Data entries
++++
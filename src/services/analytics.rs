//! Profile analytics: chart data, insights, and activity derived from a
//! user's quiz ratings and owned fragrances.
//!
//! DESIGN
//! ======
//! Everything here is a pure function of already-loaded rows plus `now`, so
//! the profile route does all I/O up front and a missing scent profile or
//! empty collection simply yields empty charts and default text.

use std::collections::HashMap;

use serde::Serialize;
use time::OffsetDateTime;
use time::macros::format_description;
use uuid::Uuid;

use crate::services::fragrance::{FragranceRow, title_case};
use crate::services::scent_profile::{OwnedFragrance, ScentProfileRow};
use crate::services::user::{UserRow, email_local_part};

pub const GRADIENT_COLORS: [&str; 5] = ["#ff9ab3", "#ffb8a3", "#ffd09e", "#ffe4b8", "#fff0d6"];

pub const DEFAULT_INSIGHTS: [&str; 3] = [
    "Start by completing your fragrance quiz to get personalized insights",
    "Add fragrances to your collection to see your scent profile",
    "Explore different fragrance families to discover your signature scent",
];

const RADAR_FAMILIES: [&str; 6] = ["woody", "fresh", "floral", "oriental", "citrus", "spicy"];
const RADAR_DEFAULT: f64 = 5.0;
const TOP_ITEMS: usize = 5;
const SHOWCASE_LIMIT: usize = 6;
const PLACEHOLDER_MATCH_SCORE: f64 = 85.0;

const QUIZ_NOTE_WEIGHT: f64 = 0.6;
const OWNED_NOTE_WEIGHT: f64 = 0.4;
const QUIZ_ACCORD_WEIGHT: f64 = 0.5;
const OWNED_ACCORD_WEIGHT: f64 = 0.5;

// =============================================================================
// RESPONSE
// =============================================================================

#[derive(Debug, Clone, Serialize)]
pub struct ProfileResponse {
    pub user: UserInfo,
    pub stats: QuickStats,
    pub note_breakdown: Vec<ChartItem>,
    pub accord_profile: Vec<ChartItem>,
    pub radar_data: Vec<RadarItem>,
    pub fragrances: Vec<FragranceItem>,
    pub insights: Vec<String>,
    pub recent_activity: Vec<ActivityItem>,
}

#[derive(Debug, Clone, PartialEq, Eq, Serialize)]
pub struct UserInfo {
    pub name: String,
    pub email: String,
    pub member_since: String,
    pub avatar: String,
    pub quiz_completed: bool,
}

#[derive(Debug, Clone, PartialEq, Serialize)]
pub struct QuickStats {
    pub fragrances_owned: usize,
    pub avg_match_score: f64,
    pub notes_explored: usize,
    pub total_explorations: usize,
}

#[derive(Debug, Clone, PartialEq, Serialize)]
pub struct ChartItem {
    pub name: String,
    pub value: f64,
    pub color: &'static str,
}

#[derive(Debug, Clone, PartialEq, Serialize)]
pub struct RadarItem {
    pub category: String,
    pub value: f64,
}

#[derive(Debug, Clone, PartialEq, Serialize)]
pub struct FragranceItem {
    pub id: Uuid,
    pub name: String,
    pub brand: String,
    #[serde(rename = "match")]
    pub match_score: u32,
    pub emoji: &'static str,
    pub top_notes: Vec<String>,
    pub middle_notes: Vec<String>,
    pub base_notes: Vec<String>,
    pub accords: Vec<String>,
}

#[derive(Debug, Clone, PartialEq, Eq, Serialize)]
pub struct ActivityItem {
    pub action: String,
    pub time: String,
    #[serde(with = "time::serde::rfc3339")]
    pub timestamp: OffsetDateTime,
}

/// Assemble the full profile view.
#[must_use]
pub fn build_profile(
    user: &UserRow,
    profile: Option<&ScentProfileRow>,
    owned: &[OwnedFragrance],
    now: OffsetDateTime,
) -> ProfileResponse {
    let fragrances: Vec<&FragranceRow> = owned.iter().map(|o| &o.fragrance).collect();
    let note_breakdown = note_breakdown(profile, &fragrances);
    let accord_profile = accord_profile(profile, &fragrances);
    let radar_data = radar_data(&accord_profile);
    let insights = insights(&accord_profile, fragrances.len(), profile);

    ProfileResponse {
        user: user_info(user, profile),
        stats: QuickStats {
            fragrances_owned: owned.len(),
            avg_match_score: PLACEHOLDER_MATCH_SCORE,
            notes_explored: profile.map_or(0, |p| p.liked_notes.0.len()),
            total_explorations: owned.len().saturating_mul(10),
        },
        note_breakdown,
        accord_profile,
        radar_data,
        fragrances: showcase(&fragrances),
        insights,
        recent_activity: recent_activity(user, profile, owned, now),
    }
}

// =============================================================================
// USER
// =============================================================================

fn user_info(user: &UserRow, profile: Option<&ScentProfileRow>) -> UserInfo {
    let member_since = user
        .created_at
        .format(format_description!("[month repr:long] [year]"))
        .unwrap_or_else(|_| "Recently".to_owned());
    UserInfo {
        name: user
            .display_name
            .clone()
            .unwrap_or_else(|| email_local_part(&user.email).to_owned()),
        email: user.email.clone(),
        member_since,
        avatar: initials(user.display_name.as_deref().unwrap_or(&user.email)),
        quiz_completed: profile.is_some_and(|p| p.onboarding_complete),
    }
}

/// First letters of the first two words, or the first two characters of a
/// single word, uppercased. `?` when there is nothing to use.
#[must_use]
pub fn initials(name: &str) -> String {
    let words: Vec<&str> = name.split_whitespace().collect();
    match words.as_slice() {
        [] => "?".to_owned(),
        [single] => single.chars().take(2).collect::<String>().to_uppercase(),
        [first, second, ..] => first
            .chars()
            .take(1)
            .chain(second.chars().take(1))
            .collect::<String>()
            .to_uppercase(),
    }
}

/// "3 days ago" style relative time. `None` reads as "Recently".
#[must_use]
pub fn format_time_ago(at: Option<OffsetDateTime>, now: OffsetDateTime) -> String {
    let Some(at) = at else {
        return "Recently".to_owned();
    };
    let elapsed = now - at;
    let days = elapsed.whole_days();
    let seconds_in_day = elapsed.whole_seconds() - days * 86_400;

    let (amount, unit) = if days > 365 {
        (days / 365, "year")
    } else if days > 0 {
        (days, "day")
    } else if seconds_in_day >= 3600 {
        (seconds_in_day / 3600, "hour")
    } else if seconds_in_day >= 60 {
        (seconds_in_day / 60, "minute")
    } else {
        return "Just now".to_owned();
    };
    let plural = if amount > 1 { "s" } else { "" };
    format!("{amount} {unit}{plural} ago")
}

// =============================================================================
// CHARTS
// =============================================================================

fn note_breakdown(profile: Option<&ScentProfileRow>, owned: &[&FragranceRow]) -> Vec<ChartItem> {
    let mut scores: HashMap<String, f64> = HashMap::new();
    if let Some(profile) = profile {
        for (note, importance) in &profile.liked_notes.0 {
            *scores.entry(note.to_lowercase()).or_default() += f64::from(*importance) * QUIZ_NOTE_WEIGHT;
        }
    }
    for fragrance in owned {
        for note in fragrance
            .top_notes
            .iter()
            .chain(&fragrance.middle_notes)
            .chain(&fragrance.base_notes)
        {
            *scores.entry(note.to_lowercase()).or_default() += OWNED_NOTE_WEIGHT;
        }
    }
    top_share(scores)
}

fn accord_profile(profile: Option<&ScentProfileRow>, owned: &[&FragranceRow]) -> Vec<ChartItem> {
    let mut scores: HashMap<String, f64> = HashMap::new();
    if let Some(profile) = profile {
        for (accord, importance) in &profile.liked_accords.0 {
            *scores.entry(accord.to_lowercase()).or_default() += f64::from(*importance) * QUIZ_ACCORD_WEIGHT;
        }
    }
    for fragrance in owned {
        for accord in &fragrance.main_accords {
            *scores.entry(accord.to_lowercase()).or_default() += OWNED_ACCORD_WEIGHT;
        }
    }
    top_share(scores)
}

/// Top entries by score (ties by name), each as a percentage of the top total.
pub(crate) fn top_share(scores: HashMap<String, f64>) -> Vec<ChartItem> {
    let mut ranked: Vec<(String, f64)> = scores.into_iter().collect();
    ranked.sort_by(|a, b| b.1.total_cmp(&a.1).then_with(|| a.0.cmp(&b.0)));
    ranked.truncate(TOP_ITEMS);

    let total: f64 = ranked.iter().map(|(_, score)| score).sum();
    ranked
        .into_iter()
        .enumerate()
        .map(|(idx, (name, score))| ChartItem {
            name: capitalize(&name),
            value: if total > 0.0 { round1(score / total * 100.0) } else { 0.0 },
            color: GRADIENT_COLORS[idx % GRADIENT_COLORS.len()],
        })
        .collect()
}

fn radar_data(accord_profile: &[ChartItem]) -> Vec<RadarItem> {
    RADAR_FAMILIES
        .iter()
        .map(|family| RadarItem {
            category: capitalize(family),
            value: accord_profile
                .iter()
                .find(|item| item.name.to_lowercase() == *family)
                .map_or(RADAR_DEFAULT, |item| item.value),
        })
        .collect()
}

// =============================================================================
// INSIGHTS
// =============================================================================

fn insights(accord_profile: &[ChartItem], owned_count: usize, profile: Option<&ScentProfileRow>) -> Vec<String> {
    if !profile.is_some_and(|p| p.onboarding_complete) {
        return DEFAULT_INSIGHTS.iter().map(|s| (*s).to_owned()).collect();
    }

    let mut insights = Vec::new();
    if let Some(top) = accord_profile.first() {
        insights.push(format!(
            "You have a strong preference for {} fragrances ({:.0}%)",
            top.name.to_lowercase(),
            top.value
        ));
    }

    insights.push(
        match owned_count {
            0 => "Start adding fragrances to your collection to build your profile",
            1..5 => "You're building a versatile fragrance wardrobe",
            _ => "Your collection leans toward evening/formal scents",
        }
        .to_owned(),
    );

    if let Some(gap) = gap_suggestion(accord_profile) {
        insights.push(format!("Consider exploring more {gap} notes to balance your profile"));
    }
    insights
}

fn gap_suggestion(accord_profile: &[ChartItem]) -> Option<&'static str> {
    if accord_profile.is_empty() {
        return None;
    }
    let present: Vec<String> = accord_profile.iter().map(|item| item.name.to_lowercase()).collect();
    let has = |accord: &str| present.iter().any(|p| p == accord);

    if !has("citrus") && !has("fresh") {
        Some("citrus")
    } else if !has("floral") {
        Some("floral")
    } else if !has("spicy") && !has("oriental") {
        Some("spicy")
    } else {
        None
    }
}

// =============================================================================
// COLLECTION
// =============================================================================

fn showcase(owned: &[&FragranceRow]) -> Vec<FragranceItem> {
    owned
        .iter()
        .take(SHOWCASE_LIMIT)
        .zip(0_u32..)
        .map(|(fragrance, idx)| FragranceItem {
            id: fragrance.id,
            name: title_case(&fragrance.name.replace(['-', '_'], " ")),
            brand: title_case(&fragrance.brand_name.replace(['-', '_'], " ")),
            match_score: 95 - idx * 2,
            emoji: emoji_for(fragrance),
            top_notes: fragrance.top_notes.clone(),
            middle_notes: fragrance.middle_notes.clone(),
            base_notes: fragrance.base_notes.clone(),
            accords: fragrance.main_accords.clone(),
        })
        .collect()
}

/// Representative emoji: accords first, then notes.
#[must_use]
pub fn emoji_for(fragrance: &FragranceRow) -> &'static str {
    const BY_ACCORD: [(&[&str], &str); 6] = [
        (&["woody", "earthy"], "🌲"),
        (&["fresh", "aquatic", "marine"], "🌊"),
        (&["floral", "powdery"], "🌸"),
        (&["citrus"], "🍋"),
        (&["oriental", "amber", "warm spicy"], "🔥"),
        (&["sweet", "gourmand"], "🍰"),
    ];
    const BY_NOTE: [(&[&str], &str); 3] = [
        (&["vanilla", "tonka"], "🍦"),
        (&["rose", "jasmine"], "🌹"),
        (&["leather", "tobacco"], "🎩"),
    ];

    let accords: Vec<String> = fragrance.main_accords.iter().map(|a| a.to_lowercase()).collect();
    let notes: Vec<String> = fragrance
        .top_notes
        .iter()
        .chain(&fragrance.middle_notes)
        .chain(&fragrance.base_notes)
        .map(|n| n.to_lowercase())
        .collect();

    let lookup = |table: &[(&[&str], &'static str)], terms: &[String]| {
        table
            .iter()
            .find(|(keys, _)| keys.iter().any(|key| terms.iter().any(|t| t == key)))
            .map(|(_, emoji)| *emoji)
    };
    lookup(&BY_ACCORD, &accords)
        .or_else(|| lookup(&BY_NOTE, &notes))
        .unwrap_or("💙")
}

fn recent_activity(
    user: &UserRow,
    profile: Option<&ScentProfileRow>,
    owned: &[OwnedFragrance],
    now: OffsetDateTime,
) -> Vec<ActivityItem> {
    let mut activity = Vec::new();
    if let Some(at) = profile.and_then(|p| p.onboarding_complete_at) {
        activity.push(ActivityItem {
            action: "Completed fragrance quiz".to_owned(),
            time: format_time_ago(Some(at), now),
            timestamp: at,
        });
    }
    if let Some(latest) = owned.iter().max_by_key(|o| o.added_at) {
        activity.push(ActivityItem {
            action: format!("Added {} to collection", latest.fragrance.name),
            time: format_time_ago(Some(latest.added_at), now),
            timestamp: latest.added_at,
        });
    }
    if let Some(at) = user.last_login {
        activity.push(ActivityItem {
            action: "Last login".to_owned(),
            time: format_time_ago(Some(at), now),
            timestamp: at,
        });
    }
    activity
}

// =============================================================================
// HELPERS
// =============================================================================

fn capitalize(text: &str) -> String {
    let mut chars = text.chars();
    chars.next().map_or_else(String::new, |first| {
        first.to_uppercase().chain(chars.flat_map(char::to_lowercase)).collect()
    })
}

fn round1(value: f64) -> f64 {
    (value * 10.0).round() / 10.0
}

#[cfg(test)]
#[path = "analytics_test.rs"]
mod tests;
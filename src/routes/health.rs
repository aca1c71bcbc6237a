//! Liveness and dependency checks. Database failures show up as
//! `"unhealthy"` in the body; these endpoints never answer 5xx.

use axum::extract::State;
use axum::response::Json;
use serde_json::{Value, json};
use time::OffsetDateTime;
use time::format_description::well_known::Rfc3339;

use crate::db;
use crate::state::AppState;

/// Current UTC time as RFC 3339.
pub(crate) fn now_rfc3339() -> String {
    OffsetDateTime::now_utc().format(&Rfc3339).unwrap_or_default()
}

/// `GET /`
pub async fn root(State(state): State<AppState>) -> Json<Value> {
    Json(json!({
        "message": format!("Welcome to {} API", state.settings.app_name),
        "version": state.settings.version,
        "status": "running",
        "docs_url": Value::Null,
    }))
}

/// `GET /health`
pub async fn health(State(state): State<AppState>) -> Json<Value> {
    Json(json!({
        "status": "healthy",
        "app_name": state.settings.app_name,
        "version": state.settings.version,
        "timestamp": now_rfc3339(),
    }))
}

/// `GET /health/db`
pub async fn health_db(State(state): State<AppState>) -> Json<Value> {
    match db::ping(&state.pool).await {
        Ok(()) => Json(json!({ "status": "healthy", "database": "connected" })),
        Err(e) => {
            tracing::error!(error = %e, "database health check failed");
            Json(json!({
                "status": "unhealthy",
                "database": "disconnected",
                "error": "Database temporarily unavailable",
            }))
        }
    }
}

/// `GET /health/detailed`
pub async fn health_detailed(State(state): State<AppState>) -> Json<Value> {
    let database = match db::ping(&state.pool).await {
        Ok(()) => json!({ "status": "healthy" }),
        Err(e) => {
            tracing::error!(error = %e, "database health check failed");
            json!({ "status": "unhealthy", "error": "Database temporarily unavailable" })
        }
    };
    let recommenders = match state.engines().await {
        Some(engines) => json!({ "status": "healthy", "fragrances": engines.catalog().len() }),
        None => json!({ "status": "not_loaded" }),
    };
    let token_store = json!({ "status": "healthy", "backend": state.tokens.store().backend() });

    let overall = if database["status"] == "healthy" { "healthy" } else { "unhealthy" };
    Json(json!({
        "status": overall,
        "timestamp": now_rfc3339(),
        "version": state.settings.version,
        "checks": {
            "database": database,
            "recommenders": recommenders,
            "token_store": token_store,
        },
    }))
}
++++
**WORK INSTRUCTIONS:** Please copy, word for word, every line from the first line of the records through the line containing "collection to see", with both of those lines included and nothing else.

**TASK RESULT:**
filename src/services/analytics.rs
//! Profile analytics: chart data, insights, and activity derived from a
//! user's quiz ratings and owned fragrances.
//!
//! DESIGN
//! ======
//! Everything here is a pure function of already-loaded rows plus `now`, so
//! the profile route does all I/O up front and a missing scent profile or
//! empty collection simply yields empty charts and default text.

use std::collections::HashMap;

use serde::Serialize;
use time::OffsetDateTime;
use time::macros::format_description;
use uuid::Uuid;

use crate::services::fragrance::{FragranceRow, title_case};
use crate::services::scent_profile::{OwnedFragrance, ScentProfileRow};
use crate::services::user::{UserRow, email_local_part};

pub const GRADIENT_COLORS: [&str; 5] = ["#ff9ab3", "#ffb8a3", "#ffd09e", "#ffe4b8", "#fff0d6"];

pub const DEFAULT_INSIGHTS: [&str; 3] = [
    "Start by completing your fragrance quiz to get personalized insights",
    "Add fragrances to your collection to see your scent profile",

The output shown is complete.